Убийцей, конечно же, мог быть только Бруно. Лишь он и Пьер знали, что я побывал в квартире убитой женщины. Лишь он видел, как я, не надев перчатки, касался руками ее вещей. Помнится, я говорил ему, в каком районе живу, он знал мои имя и фамилию и выследить меня труда ему не составило. Черт, я даже научил его, как открывать замки без ключа.

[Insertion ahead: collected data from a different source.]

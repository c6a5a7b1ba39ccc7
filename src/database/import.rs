//! Importing GEDCOM files into databases.
//!
//! The pipeline runs in stages: decode and lex the file, build the forest of
//! record trees, check keys and key-valued references, store and normalize
//! the records, build the secondary indexes, and validate lineage integrity.
//! After each stage the error log is inspected; a file whose log grew
//! produces no database.

use std::collections::HashMap;
use std::fs;
use std::path::Path;

use crate::database::validate::{validate_families, validate_persons, validate_references};
use crate::database::Database;
use crate::encoding::decode_bytes;
use crate::errlog::{Diagnostic, DiagnosticKind, ErrorLog};
use crate::error::GedbaseError;
use crate::node::Record;
use crate::parser::records_from_string;
use crate::record::{is_key, RecordKind};
use crate::splitjoin::{normalize_family, normalize_person};

/// Reads and decodes a GEDCOM file into text.
///
/// # Errors
///
/// Returns an error when the file cannot be read or decoded.
pub fn read_gedcom_file(path: &Path) -> Result<String, GedbaseError> {
    let bytes = fs::read(path)?;
    let (text, encoding) = decode_bytes(&bytes)?;
    log::debug!("decoded {} as {encoding}", path.display());
    Ok(text)
}

/// Imports one GEDCOM file, returning its database.
///
/// Returns `None`, with the problems collected in `log`, when the file does
/// not produce a clean database.
#[must_use]
pub fn gedcom_file_to_database(path: &str, log: &mut ErrorLog) -> Option<Database> {
    let text = match read_gedcom_file(Path::new(path)) {
        Ok(text) => text,
        Err(err) => {
            log.add(Diagnostic::new(
                DiagnosticKind::System,
                path,
                0,
                format!("Could not open file: {err}"),
            ));
            return None;
        }
    };
    string_to_database(&text, path, log)
}

/// Imports a list of GEDCOM files into a list of databases sharing one
/// error log. Files with errors produce no database.
#[must_use]
pub fn import_from_files(paths: &[String], log: &mut ErrorLog) -> Vec<Database> {
    paths
        .iter()
        .filter_map(|path| gedcom_file_to_database(path, log))
        .collect()
}

/// Builds a database from GEDCOM text. `path` names the source in
/// diagnostics.
#[must_use]
pub fn string_to_database(source: &str, path: &str, log: &mut ErrorLog) -> Option<Database> {
    let mut database = Database::new(path);
    let file = database.last_segment().to_string();

    // Lex and build the forest; syntax errors are collected.
    let before = log.len();
    let records = records_from_string(source, &file, log);
    log::debug!("{file}: parsed {} records", records.len());
    if log.len() != before {
        return None;
    }

    // Keys must be unique and every key-valued field must resolve.
    let before = log.len();
    check_keys_and_references(&records, &file, log);
    if log.len() != before {
        return None;
    }

    // Store and normalize the records, then build the secondary indexes.
    let before = log.len();
    for record in records {
        database.store_record(record, log);
    }
    let person_keys: Vec<String> = database.person_keys().map(str::to_string).collect();
    for key in &person_keys {
        if let Some(person) = database.record_mut(key) {
            normalize_person(person);
        }
    }
    let family_keys: Vec<String> = database.family_keys().map(str::to_string).collect();
    for key in &family_keys {
        if let Some(family) = database.record_mut(key) {
            normalize_family(family);
        }
    }
    database.index_names();

    // Validate lineage integrity and references.
    validate_persons(&database, log);
    validate_families(&database, log);
    validate_references(&mut database, log);
    if log.len() != before {
        return None;
    }
    log::debug!("{file}: import complete, {}", database.summary());
    Some(database)
}

/// Checks record keys and the references to them: every non-header,
/// non-trailer record needs a key, keys must be unique, and every field
/// value with the key shape must name a record key.
pub fn check_keys_and_references(records: &[Record], file: &str, log: &mut ErrorLog) {
    let mut keys: HashMap<&str, usize> = HashMap::new();
    for record in records {
        let Some(key) = record.key() else {
            if !matches!(record.kind(), RecordKind::Header | RecordKind::Trailer) {
                log.add(Diagnostic::new(
                    DiagnosticKind::Gedcom,
                    file,
                    record.line(),
                    "record missing a key",
                ));
            }
            continue;
        };
        match keys.get(key) {
            Some(&first_line) => {
                log.add(Diagnostic::new(
                    DiagnosticKind::Gedcom,
                    file,
                    record.line(),
                    format!("A record with key {key} exists at line {first_line}."),
                ));
            }
            None => {
                keys.insert(key, record.line());
            }
        }
    }

    for record in records {
        for node in record.traverse() {
            let Some(value) = record.value(node) else {
                continue;
            };
            if is_key(value) && !keys.contains_key(value) {
                log.add(Diagnostic::new(
                    DiagnosticKind::Gedcom,
                    file,
                    record.line() + record.count_nodes_before(node),
                    format!("invalid key value {value}"),
                ));
            }
        }
    }
}

#[cfg(test)]
mod tests {
    use super::*;

    #[test]
    fn test_minimal_import() {
        let source = "0 HEAD\n0 @I1@ INDI\n1 NAME John /Smith/\n1 SEX M\n0 TRLR\n";
        let mut log = ErrorLog::new();
        let db = string_to_database(source, "minimal.ged", &mut log).expect("clean import");
        assert!(log.is_empty());
        assert_eq!(db.num_persons(), 1);
        assert!(db.header().is_some());
        assert!(db.trailer().is_some());
    }

    #[test]
    fn test_empty_gedcom_yields_empty_database() {
        let mut log = ErrorLog::new();
        let db = string_to_database("0 HEAD\n0 TRLR\n", "empty.ged", &mut log).unwrap();
        assert!(db.is_empty());
    }

    #[test]
    fn test_duplicate_key_fails_import_naming_both_lines() {
        let source = "0 HEAD\n0 @I1@ INDI\n1 NAME A /B/\n1 SEX M\n0 @I1@ INDI\n1 NAME C /D/\n1 SEX F\n0 TRLR\n";
        let mut log = ErrorLog::new();
        assert!(string_to_database(source, "dup.ged", &mut log).is_none());
        assert_eq!(log.len(), 1);
        // The first @I1@ is on line 2, the duplicate on line 5; the one
        // diagnostic references both.
        let diagnostic = log.iter().next().unwrap();
        assert_eq!(diagnostic.kind, DiagnosticKind::Gedcom);
        assert_eq!(diagnostic.line, 5);
        assert!(diagnostic.message.contains("@I1@"));
        assert!(diagnostic.message.contains("line 2"));
    }

    #[test]
    fn test_dangling_reference_is_reported_at_exact_line() {
        let source = "0 HEAD\n0 @I1@ INDI\n1 NAME A /B/\n1 SEX M\n1 FAMS @F9@\n0 TRLR\n";
        let mut log = ErrorLog::new();
        assert!(string_to_database(source, "dangling.ged", &mut log).is_none());
        assert_eq!(log.len(), 1);
        // 1 FAMS @F9@ is on line 5.
        assert_eq!(log.iter().next().unwrap().line, 5);
    }

    #[test]
    fn test_record_missing_key_is_reported() {
        let source = "0 HEAD\n0 INDI\n1 NAME A /B/\n0 TRLR\n";
        let mut log = ErrorLog::new();
        assert!(string_to_database(source, "nokey.ged", &mut log).is_none());
        assert!(log
            .iter()
            .any(|d| d.message.contains("missing a key") && d.line == 2));
    }
}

Я задался вопросом, как давно он ее убил? Порылся в памяти и вспомнил, что ушел из дома около десяти утра. Сейчас часы показывали почти половину седьмого. Он убил Катрину, когда я находился в ее квартире? Судя по тому, что тело я нашел еще теплым, выходило, что нет. Скорее, она умерла лишь несколькими часами раньше; впрочем, я не был патологоанатомом и не обладал необходимыми знаниями, чтобы судить об этом. Но, если я прав, получалось, что он убил Катрину, когда я находился в банке или покупал картину. Эта версия показалась мне убедительней других, потому что объясняла, почему я не увидел Бруно на работе.

В этот момент я подумал, а не позвонить ли мне в полицию самому. Анонимно, из телефона-автомата, назвать имя убийцы, чтобы они не гонялись за мной и не теряли времени. Но вдруг мой звонок воспримут как попытку подставить Бруно? На этот вопрос я ответить не мог. Да и вообще голова гудела, а мысли путались.